A 54-year-old man is brought to the emergency department due to a week of progressive headaches and confusion. He was treated for viral esophagitis 6 months ago and Pneumocystis pneumonia 2 months ago. Temperature is 38 C (100.4 F), blood pressure is 142/86 mm Hg, and pulse is 64/min. The patient is lethargic and oriented to person and place only. CT scan of the head shows a mildly increased ventricle size but no other abnormalities. Lumbar puncture reveals an elevated opening pressure, and cerebrospinal fluid analysis shows moderately increased protein concentration and pleocytosis. The latex agglutination test is positive for soluble polysaccharide antigen. Light microscopy of this patient's cerebrospinal fluid is most likely to reveal which of the following? Budding yeast Germ tubes Nonseptate hyphae Spherules with endospores Sporangium

This patient's opportunistic infections (viral esophagitis, Pneumocystosis pneumonia) raise suspicion for untreated AIDS. He now has headache, fever, confusion, and polysaccharide antigens in the cerebrospinal fluid (CSF) indicating likely cryptococcal meningitis.
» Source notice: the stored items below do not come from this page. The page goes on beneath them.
use axum::{
    Extension, Json,
    extract::State,
    http::StatusCode,
};
use rust_decimal::Decimal;
use serde::Deserialize;
use time::Date;

use crate::{
    Error,
    auth::UserID,
    db::lock_connection,
    goal::core::{Goal, GoalCategory, GoalState, NewGoal, create_goal, validate_goal},
    money::currency_or_default,
};

/// The body of a request to create a goal.
#[derive(Debug, Deserialize)]
pub struct GoalForm {
    name: String,
    target_amount: Decimal,
    #[serde(default)]
    current_amount: Decimal,
    currency: Option<String>,
    deadline: Option<Date>,
    #[serde(default)]
    category: GoalCategory,
}

/// A route handler for creating a savings goal.
pub async fn create_goal_endpoint(
    State(state): State<GoalState>,
    Extension(user_id): Extension<UserID>,
    Json(form): Json<GoalForm>,
) -> Result<(StatusCode, Json<Goal>), Error> {
    let new_goal = NewGoal {
        name: validate_goal(&form.name, form.target_amount)?,
        target_amount: form.target_amount,
        current_amount: form.current_amount,
        currency: currency_or_default(form.currency.as_deref())?,
        deadline: form.deadline,
        category: form.category,
    };

    let connection = lock_connection(&state.db_connection)?;
    let goal = create_goal(user_id, new_goal, &connection)?;
    tracing::info!("user {user_id} created goal {}", goal.id);

    Ok((StatusCode::CREATED, Json(goal)))
}
//! Defines the endpoints for reading transactions.

use axum::{
    Extension, Json,
    extract::{Path, State},
};

use crate::{
    Error,
    account::{AccountId, get_owned_account},
    auth::UserID,
    db::lock_connection,
    transaction::{
        balance::get_owned_transaction,
        core::{Transaction, TransactionId, TransactionState, get_transactions_for_account},
    },
};

/// A route handler that lists the transactions of one account, newest first.
pub async fn get_account_transactions_endpoint(
    State(state): State<TransactionState>,
    Extension(user_id): Extension<UserID>,
    Path(account_id): Path<AccountId>,
) -> Result<Json<Vec<Transaction>>, Error> {
    let connection = lock_connection(&state.db_connection)?;

    get_owned_account(account_id, user_id, &connection)?;
    get_transactions_for_account(account_id, &connection).map(Json)
}

/// A route handler that gets a single transaction.
pub async fn get_transaction_endpoint(
    State(state): State<TransactionState>,
    Extension(user_id): Extension<UserID>,
    Path(transaction_id): Path<TransactionId>,
) -> Result<Json<Transaction>, Error> {
    let connection = lock_connection(&state.db_connection)?;

    get_owned_transaction(transaction_id, user_id, &connection).map(Json)
}
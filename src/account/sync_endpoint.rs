//! Defines the endpoint for refreshing an account balance from its bank.

use axum::{
    Extension, Json,
    extract::{Path, State},
};
use serde::{Deserialize, Serialize};

use crate::{
    Error,
    account::core::{Account, AccountId, AccountState, get_owned_account},
    auth::UserID,
    db::lock_connection,
};

/// The result of a sync request.
#[derive(Debug, Serialize, Deserialize)]
pub struct SyncResponse {
    /// A human readable description of what happened.
    pub message: String,
    /// Whether the account has a bank link that could be synced.
    pub linked: bool,
    /// The account after syncing.
    pub account: Account,
}

/// A route handler for syncing an account with its bank.
///
/// No bank providers are integrated, so the account is returned unchanged along with a
/// message saying whether it has a bank link.
pub async fn sync_account_endpoint(
    State(state): State<AccountState>,
    Extension(user_id): Extension<UserID>,
    Path(account_id): Path<AccountId>,
) -> Result<Json<SyncResponse>, Error> {
    let connection = lock_connection(&state.db_connection)?;
    let account = get_owned_account(account_id, user_id, &connection)?;

    let (message, linked) = match &account.bank_link {
        Some(link) => {
            tracing::info!(
                "sync requested for account {account_id} linked to {}",
                link.provider
            );
            (
                format!("Balance sync with {} is not available yet", link.provider),
                true,
            )
        }
        None => ("Account has no bank link to sync with".to_owned(), false),
    };

    Ok(Json(SyncResponse {
        message,
        linked,
        account,
    }))
}

#[cfg(test)]
mod tests {
    use axum::http::StatusCode;
    use rust_decimal_macros::dec;
    use serde_json::json;

    use crate::{
        account::core::Account,
        endpoints::{self, format_endpoint},
        test_utils::{must_create_account, must_register_user, test_server},
    };

    use super::SyncResponse;

    #[tokio::test]
    async fn sync_reports_missing_bank_link() {
        let server = test_server();
        let token = must_register_user(&server, "alice@example.com").await;
        let account = must_create_account(&server, &token, "Cash", dec!(20)).await;

        let response = server
            .post(&format_endpoint(endpoints::ACCOUNT_SYNC, account.id))
            .authorization_bearer(&token)
            .await;

        response.assert_status_ok();
        let body = response.json::<SyncResponse>();
        assert!(!body.linked);
        assert_eq!(body.account.balance, dec!(20));
    }

    #[tokio::test]
    async fn sync_of_linked_account_keeps_key_private() {
        let server = test_server();
        let token = must_register_user(&server, "alice@example.com").await;
        let account = server
            .post(endpoints::ACCOUNTS)
            .authorization_bearer(&token)
            .json(&json!({
                "name": "Giro",
                "bank_link": { "provider": "ExampleBank", "api_key": "hunter2" }
            }))
            .await
            .json::<Account>();

        let response = server
            .post(&format_endpoint(endpoints::ACCOUNT_SYNC, account.id))
            .authorization_bearer(&token)
            .await;

        response.assert_status_ok();
        assert!(response.json::<SyncResponse>().linked);
        assert!(!response.text().contains("hunter2"));
    }

    #[tokio::test]
    async fn sync_other_users_account_is_unauthorized() {
        let server = test_server();
        let alice = must_register_user(&server, "alice@example.com").await;
        let bob = must_register_user(&server, "bob@example.com").await;
        let account = must_create_account(&server, &alice, "Giro", dec!(1)).await;

        server
            .post(&format_endpoint(endpoints::ACCOUNT_SYNC, account.id))
            .authorization_bearer(&bob)
            .await
            .assert_status(StatusCode::UNAUTHORIZED);
    }
}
This opportunistic infection is caused by Cryptococcus neoformans, a yeast with a thick polysaccharide capsule. Diagnosis is often made by identifying polysaccharide (cryptococcal) antigens in the CSF. Round or oval budding yeast can also be visualized with India ink stain. Most patients have elevated opening pressures on lumbar puncture due to increased vascular permeability secondary to inflammation and/or yeasts obstructing CSF outflow from the arachnoid villi. (Choice B) Candida albicans forms germ tubes (true hyphae) if incubated in 37 C (98.6 F) serum for 3 hours. This test helps differentiate C albicans from other Candida species. C albicans meningitis is extremely rare (even in patients with HIV) and would not be associated with a positive polysaccharide antigen. (Choice C) Mucor and Rhizopus species are characterized by nonseptate hyphae that branch at wide angles. These fungi cause severe infections of the paranasal sinuses (mucormycosis) in patients who are immunosuppressed (eg, diabetes mellitus). (Choice D) Coccidioides immitis is associated with the formation of spherules, which then rupture to release endospores. This fungus primarily causes community-acquired pneumonia in endemic areas (eg, Arizona desert); central nervous system infection is quite rare and would not be associated with a positive polysaccharide antigen. (Choice E) Mold fungi (eg, Rhizopus) form sporangia, which produce and contain spores. Cryptococcus is a yeast and does not reproduce with sporangia. Educational objective: Cryptococcus neoformans causes meningoencephalitis in patients with untreated AIDS. Diagnosis can be made by detecting the polysaccharide capsule in cerebrospinal fluid using the latex agglutination test. India ink staining of cerebrospinal fluid is also used for diagnosis and can demonstrate round or oval budding yeast.